Keyword search on "Clone": report each line of the records that contains it.

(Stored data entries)
◆ ◆ ◆ ◆ ◆ ◆ ◆

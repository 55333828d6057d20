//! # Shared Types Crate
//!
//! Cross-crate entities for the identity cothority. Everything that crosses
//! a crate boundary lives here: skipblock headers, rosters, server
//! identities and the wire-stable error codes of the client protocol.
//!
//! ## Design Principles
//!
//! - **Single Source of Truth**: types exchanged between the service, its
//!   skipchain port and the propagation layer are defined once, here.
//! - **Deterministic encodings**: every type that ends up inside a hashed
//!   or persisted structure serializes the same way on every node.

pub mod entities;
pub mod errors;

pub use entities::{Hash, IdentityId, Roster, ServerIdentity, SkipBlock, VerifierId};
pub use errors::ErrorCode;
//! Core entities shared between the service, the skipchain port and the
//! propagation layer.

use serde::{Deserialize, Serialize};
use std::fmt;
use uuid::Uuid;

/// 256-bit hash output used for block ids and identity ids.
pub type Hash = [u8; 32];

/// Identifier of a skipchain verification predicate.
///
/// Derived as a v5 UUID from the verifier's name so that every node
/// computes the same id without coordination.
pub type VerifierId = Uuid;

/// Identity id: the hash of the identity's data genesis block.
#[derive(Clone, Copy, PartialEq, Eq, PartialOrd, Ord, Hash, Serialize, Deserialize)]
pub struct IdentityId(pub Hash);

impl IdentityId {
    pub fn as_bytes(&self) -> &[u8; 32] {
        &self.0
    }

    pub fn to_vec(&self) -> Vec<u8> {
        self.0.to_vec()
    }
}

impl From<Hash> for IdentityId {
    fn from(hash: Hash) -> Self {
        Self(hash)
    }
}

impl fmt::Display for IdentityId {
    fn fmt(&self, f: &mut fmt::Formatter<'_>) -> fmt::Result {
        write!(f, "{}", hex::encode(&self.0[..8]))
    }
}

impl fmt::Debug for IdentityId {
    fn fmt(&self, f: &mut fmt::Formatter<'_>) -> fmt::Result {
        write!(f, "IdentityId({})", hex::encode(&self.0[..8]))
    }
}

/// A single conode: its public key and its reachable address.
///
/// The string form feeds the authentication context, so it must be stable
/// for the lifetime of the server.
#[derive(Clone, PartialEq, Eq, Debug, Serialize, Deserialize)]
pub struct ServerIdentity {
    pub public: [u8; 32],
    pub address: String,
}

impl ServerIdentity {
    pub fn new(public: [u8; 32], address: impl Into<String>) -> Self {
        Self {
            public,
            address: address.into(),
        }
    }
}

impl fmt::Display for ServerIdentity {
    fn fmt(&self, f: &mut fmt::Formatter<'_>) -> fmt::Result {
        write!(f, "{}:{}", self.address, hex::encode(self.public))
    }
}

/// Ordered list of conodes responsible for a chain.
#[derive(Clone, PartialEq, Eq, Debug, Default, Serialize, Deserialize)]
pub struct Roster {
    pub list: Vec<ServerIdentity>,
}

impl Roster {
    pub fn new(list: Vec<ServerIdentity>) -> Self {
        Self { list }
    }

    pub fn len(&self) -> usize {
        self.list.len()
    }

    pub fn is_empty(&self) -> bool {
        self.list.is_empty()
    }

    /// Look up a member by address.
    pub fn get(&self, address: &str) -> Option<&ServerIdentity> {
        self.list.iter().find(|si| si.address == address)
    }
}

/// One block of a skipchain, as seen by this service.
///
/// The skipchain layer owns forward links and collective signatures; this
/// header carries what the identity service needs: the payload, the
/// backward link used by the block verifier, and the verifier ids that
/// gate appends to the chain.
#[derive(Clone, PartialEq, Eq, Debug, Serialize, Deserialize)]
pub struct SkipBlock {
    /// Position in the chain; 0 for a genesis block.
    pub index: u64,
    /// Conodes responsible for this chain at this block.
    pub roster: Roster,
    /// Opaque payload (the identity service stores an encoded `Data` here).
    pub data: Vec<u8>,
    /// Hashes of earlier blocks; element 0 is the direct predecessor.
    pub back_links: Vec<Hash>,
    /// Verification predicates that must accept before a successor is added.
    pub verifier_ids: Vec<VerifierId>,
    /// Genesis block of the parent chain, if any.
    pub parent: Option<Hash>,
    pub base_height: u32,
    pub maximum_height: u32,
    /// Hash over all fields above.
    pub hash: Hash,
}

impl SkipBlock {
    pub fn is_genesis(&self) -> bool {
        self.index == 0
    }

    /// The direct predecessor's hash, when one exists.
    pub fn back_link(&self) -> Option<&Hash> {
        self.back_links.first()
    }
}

◆ ◆ ◆ ◆ ◆ ◆ ◆

**The answer:**
#[derive(Clone, Copy, PartialEq, Eq, PartialOrd, Ord, Hash, Serialize, Deserialize)]
#[derive(Clone, PartialEq, Eq, Debug, Serialize, Deserialize)]
#[derive(Clone, PartialEq, Eq, Debug, Default, Serialize, Deserialize)]
#[derive(Clone, PartialEq, Eq, Debug, Serialize, Deserialize)]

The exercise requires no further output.